El pasado viernes 6 de junio, la Selección Colombia empató un partido que el país entero esperaba ganar. Jugábamos de local, con el aliento de millones, y un triunfo nos habría asegurado la clasificación. No fue una derrota, pero sí una oportunidad perdida. Más allá del marcador, el empate nos confrontó con una sensación profunda: algo no está funcionando como debería.
Porque en un país tan complejo como Colombia —atravesado por el conflicto, el racismo, el centralismo, el clasismo y la desconfianza— la Selección Colombia es, quizás, el único símbolo identitario de nación que nos une emocionalmente. Pocas cosas logran ese efecto. Ni los partidos políticos, ni la historia patria, ni la educación pública. Y esa fuerza simbólica tiene un potencial enorme… si sabemos leerla.
Cuando la Selección no funciona como equipo, cuando parece que cada quien juega por su lado, eso también dice algo de lo que somos como sociedad. En la cancha vimos individualidades, roces, falta de cohesión. Pero también fuera de ella. Si hubo tropelías en el camerino, si el ego pudo más que el objetivo colectivo, entonces vimos en 90 minutos el reflejo de un país donde la confianza está rota. Jugamos como vivimos: separados.
Y es allí donde la escuela tiene un papel fundamental. Nuestra educación ha sido entrenada para competir, no para colaborar. Se premia al que saca la mejor nota, no al que ayuda a su compañero a entender. Se forma para el logro individual, no para el éxito colectivo. Ese modelo educativo también está fracasando, y la Selección lo demuestra: se puede tener talento, pero sin equipo, no se gana.
Eduardo Galeano decía que el fútbol podía ser una herramienta educativa y política. Y tenía razón. Aunque hoy el fútbol está capturado por intereses económicos, no debemos olvidar que su origen es obrero y popular. Nació en los márgenes, entre trabajadores, como un ejercicio de comunidad, dignidad y resistencia.
Desde allí construyó una narrativa que puede ser usada en nuestras aulas. Ejemplos sobran: la Democracia Corinthiana de Sócrates, que en los años de dictadura en Brasil convirtió a un club en una experiencia democrática radical, donde los jugadores decidían todo colectivamente. O los clubes antisistema en Europa que resisten el negocio global para seguir siendo parte del pueblo.
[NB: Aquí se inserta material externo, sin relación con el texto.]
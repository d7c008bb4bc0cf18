//! winid: Windows access-token identity decoding with whoami-style reports

pub mod config;
pub mod core;
pub mod identity;
pub mod windows;

// Re-export main types from core module
pub use crate::core::types::{
    ErrorKind, IdentityError, IdentityResult, Luid, OsError, ProcessId, Sid, TokenTarget,
};

pub use crate::identity::{
    AccountType, Group, Identity, Privilege, PrivilegeAdjust, RawGroup, TokenQuery,
};

// Re-export core directly for full access
pub use crate::core::*;

#[cfg(windows)]
pub use crate::windows::WindowsTokenApi;

/// Query the live token of `target` (`None` for the current process)
#[cfg(windows)]
pub fn identity(target: Option<TokenTarget>) -> IdentityResult<Identity> {
    Identity::query(&WindowsTokenApi::new(), target)
}

#[cfg(test)]
mod tests {
    use super::*;

    #[test]
    fn test_core_constants() {
        assert_eq!(VERSION, env!("CARGO_PKG_VERSION"));
        assert_eq!(AUTHORS, env!("CARGO_PKG_AUTHORS"));
    }

    #[test]
    fn test_sid_reexport() {
        let sid: Sid = "S-1-5-32-544".parse().unwrap();
        assert_eq!(sid.rid(), Some(544));
        assert_eq!(sid.to_string(), "S-1-5-32-544");
    }

    #[test]
    fn test_luid_reexport() {
        let luid = Luid::new(0x13);
        assert_eq!(luid.low_part(), 0x13);
        assert_eq!(luid.high_part(), 0);
    }

    #[test]
    fn test_token_target_reexport() {
        assert_eq!(TokenTarget::default(), TokenTarget::CurrentProcess);
        let pid: ProcessId = 4;
        assert_eq!(TokenTarget::Process(pid).to_string(), "process 4");
    }

    #[test]
    fn test_error_reexport() {
        let err = IdentityError::PrivilegeNotFound("SeDebugPrivilege".to_string());
        assert_eq!(err.kind(), ErrorKind::PrivilegeNotFound);
        let result: IdentityResult<()> = Err(err);
        assert!(result.is_err());
    }
}
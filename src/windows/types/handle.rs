//! Owned process and token handles

use crate::core::types::{OsError, TokenTarget};
use crate::windows::bindings::{advapi32, kernel32};
use std::fmt;
use tracing::trace;
use winapi::shared::minwindef::DWORD;
use winapi::um::winnt::{HANDLE, PROCESS_QUERY_LIMITED_INFORMATION};

/// Kernel handle closed on drop
pub struct Handle {
    raw: HANDLE,
}

impl Handle {
    /// Take ownership of a handle returned by an `Open*` call
    pub fn from_raw(raw: HANDLE) -> Self {
        Handle { raw }
    }

    pub fn is_null(&self) -> bool {
        self.raw.is_null()
    }

    pub fn raw(&self) -> HANDLE {
        self.raw
    }
}

impl Drop for Handle {
    fn drop(&mut self) {
        // Nothing useful to do if CloseHandle fails here
        unsafe {
            let _ = kernel32::close_handle(self.raw);
        }
    }
}

impl fmt::Debug for Handle {
    fn fmt(&self, f: &mut fmt::Formatter<'_>) -> fmt::Result {
        write!(f, "Handle({:p})", self.raw)
    }
}

/// Primary token of a [`TokenTarget`], held for the duration of one call
///
/// For another process the process handle is opened with
/// `PROCESS_QUERY_LIMITED_INFORMATION` and closed as soon as the token is
/// open. The current-process pseudo-handle is never closed.
#[derive(Debug)]
pub struct TokenHandle {
    token: Handle,
    target: TokenTarget,
}

impl TokenHandle {
    pub fn open(target: TokenTarget, access: DWORD) -> Result<Self, OsError> {
        let raw = match target {
            TokenTarget::CurrentProcess => {
                advapi32::open_process_token(kernel32::current_process(), access)?
            }
            TokenTarget::Process(pid) => {
                let process = Handle::from_raw(kernel32::open_process(
                    pid,
                    PROCESS_QUERY_LIMITED_INFORMATION,
                )?);
                advapi32::open_process_token(process.raw(), access)?
            }
        };
        trace!(%target, access, "opened token");

        Ok(TokenHandle {
            token: Handle::from_raw(raw),
            target,
        })
    }

    pub fn raw(&self) -> HANDLE {
        self.token.raw()
    }

    pub fn target(&self) -> TokenTarget {
        self.target
    }
}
Porque que el fútbol sea hoy un gran negocio no significa que no pueda ser expropiado simbólicamente por el pueblo. Más aún cuando los salarios del espectáculo deportivo son escandalosamente altos si se comparan con los ingresos de quienes sostienen el bienestar social: médicos, bomberos, maestras y maestros.
La Selección Colombia puede seguir siendo un reflejo de nuestras fracturas, o puede convertirse en una oportunidad pedagógica. Si es lo único que hoy nos une como nación, usemos ese símbolo para enseñar, para formar, para reflexionar. Enseñemos que sin equipo no hay victoria, que sin solidaridad no hay juego, que sin humildad no hay aprendizaje.
El mensaje para las escuelas públicas del Magdalena y del país es claro: formemos comunidades, no solo estudiantes. Formemos equipos, no solo talentos. Si en el aula no se aprende a dialogar, a colaborar, a ceder y a confiar, tampoco se podrá hacerlo en la cancha, ni en la vida.
Decir que lo único que nos une son 90 minutos es duro. Pero es cierto. Y si eso es lo que hay, hagámoslo valer. Que la Selección Colombia no sea solo una ilusión cada cuatro años, sino una excusa para construir algo más duradero: un país capaz de jugar unido.